▶ [TASK DATA]:
┄┄┄┄┄┄┄┄┄┄
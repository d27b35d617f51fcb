//! Synthetic keyboard output: text insertion, backspace, modifier release.
//!
//! Everything here posts events through the platform automation API, which
//! the hook engine recognizes as injected and passes through untouched.
//! Insertion targets whatever window currently owns keyboard focus.

use thiserror::Error;
use tracing::{error, info};

use crate::hook::KeyId;

#[cfg(not(any(windows, target_os = "macos")))]
mod fallback;
#[cfg(target_os = "macos")]
mod macos;
#[cfg(windows)]
mod windows;

#[cfg(not(any(windows, target_os = "macos")))]
use fallback as platform;
#[cfg(target_os = "macos")]
use macos as platform;
#[cfg(windows)]
use windows as platform;

/// Synthetic input failures.
#[derive(Debug, Error)]
pub enum InsertError {
    /// Nothing to type.
    #[error("text is empty")]
    EmptyText,

    /// The platform automation API rejected the event.
    #[error("failed to create input event: {0}")]
    EventCreation(String),

    /// This build has no synthetic-input backend.
    #[error("synthetic input not supported on this platform")]
    Unsupported,
}

/// Byte budget for logged text previews.
const PREVIEW_LIMIT: usize = 50;

/// Shortens `text` to a log-friendly preview: at most [`PREVIEW_LIMIT`]
/// bytes, cut on a char boundary, with `...` marking the truncation.
#[must_use]
pub fn preview(text: &str) -> String {
    if text.len() <= PREVIEW_LIMIT {
        return text.to_owned();
    }
    let mut cut = PREVIEW_LIMIT - 3;
    while !text.is_char_boundary(cut) {
        cut -= 1;
    }
    format!("{}...", &text[..cut])
}

/// Types `text` at the current cursor position.
///
/// # Errors
/// [`InsertError`] if the text is empty or the platform rejects the events.
/// Posting itself has no failure channel on any platform; if the focused
/// app has secure input enabled, the failure is silent.
pub fn insert_text(text: &str) -> Result<(), InsertError> {
    if text.is_empty() {
        error!("attempted to insert empty text");
        return Err(InsertError::EmptyText);
    }

    info!(
        text_len = text.len(),
        text_preview = %preview(text),
        "inserting text"
    );
    platform::insert_text(text)
}

/// Attempts to insert text, logging errors without panicking.
///
/// This is the primary interface for the dictation session; insertion
/// failures must not crash the app.
pub fn insert_text_safe(text: &str) -> bool {
    match insert_text(text) {
        Ok(()) => true,
        Err(e) => {
            error!(error = %e, text_len = text.len(), "text insertion failed");
            false
        }
    }
}

/// Sends one synthetic backspace keystroke (down then up).
///
/// # Errors
/// [`InsertError`] if the platform rejects the events.
pub fn send_backspace() -> Result<(), InsertError> {
    platform::send_backspace()
}

/// Posts synthetic key-up events for `keys`, releasing any left/right
/// variant of each.
///
/// Used before typing: the user's physical modifiers may still be held
/// when a combo fires, and a Ctrl that the OS believes is down would turn
/// the inserted characters into shortcuts.
pub fn release_keys(keys: &[KeyId]) {
    for &key in keys {
        match crate::hook::keys::variants(key) {
            Some(pair) => {
                for variant in pair {
                    platform::release_key(variant);
                }
            }
            None => platform::release_key(key),
        }
    }
}

#[cfg(test)]
mod tests {
    use super::*;

    #[test]
    fn preview_passes_short_text_through() {
        assert_eq!(preview("hello"), "hello");
        assert_eq!(preview(""), "");
        let text_50 = "a".repeat(50);
        assert_eq!(preview(&text_50), text_50);
    }

    #[test]
    fn preview_truncates_long_text() {
        let text_100 = "a".repeat(100);
        let short = preview(&text_100);
        assert!(short.len() <= PREVIEW_LIMIT);
        assert!(short.ends_with("..."));
        assert!(short.starts_with(&text_100[..short.len() - 3]));
    }

    #[test]
    fn preview_respects_utf8_boundaries() {
        let long_unicode = "👋".repeat(30);
        let short = preview(&long_unicode);
        assert!(short.ends_with("..."));
        assert!(short.len() < long_unicode.len());
    }

    #[test]
    fn insert_empty_text_is_an_error() {
        assert!(matches!(insert_text(""), Err(InsertError::EmptyText)));
        assert!(!insert_text_safe(""));
    }

    #[test]
    fn utf16_encoding_handles_surrogate_pairs() {
        let text = "Hello 👋 World 🌍";
        let utf16: Vec<u16> = text.encode_utf16().collect();
        // Two emoji, each a surrogate pair.
        assert_eq!(utf16.len(), text.chars().count() + 2);
    }
}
┄┄┄┄┄┄┄┄┄┄
▶ [REQUIRED ACTION]:
From the material above, set down exactly the lines between the line holding "(down then up)." and the line holding "still be held", inclusive. Include nothing else.

▶ [REPLY TO THE EXERCISE]:
/// Sends one synthetic backspace keystroke (down then up).
///
/// # Errors
/// [`InsertError`] if the platform rejects the events.
pub fn send_backspace() -> Result<(), InsertError> {
    platform::send_backspace()
}

/// Posts synthetic key-up events for `keys`, releasing any left/right
/// variant of each.
///
/// Used before typing: the user's physical modifiers may still be held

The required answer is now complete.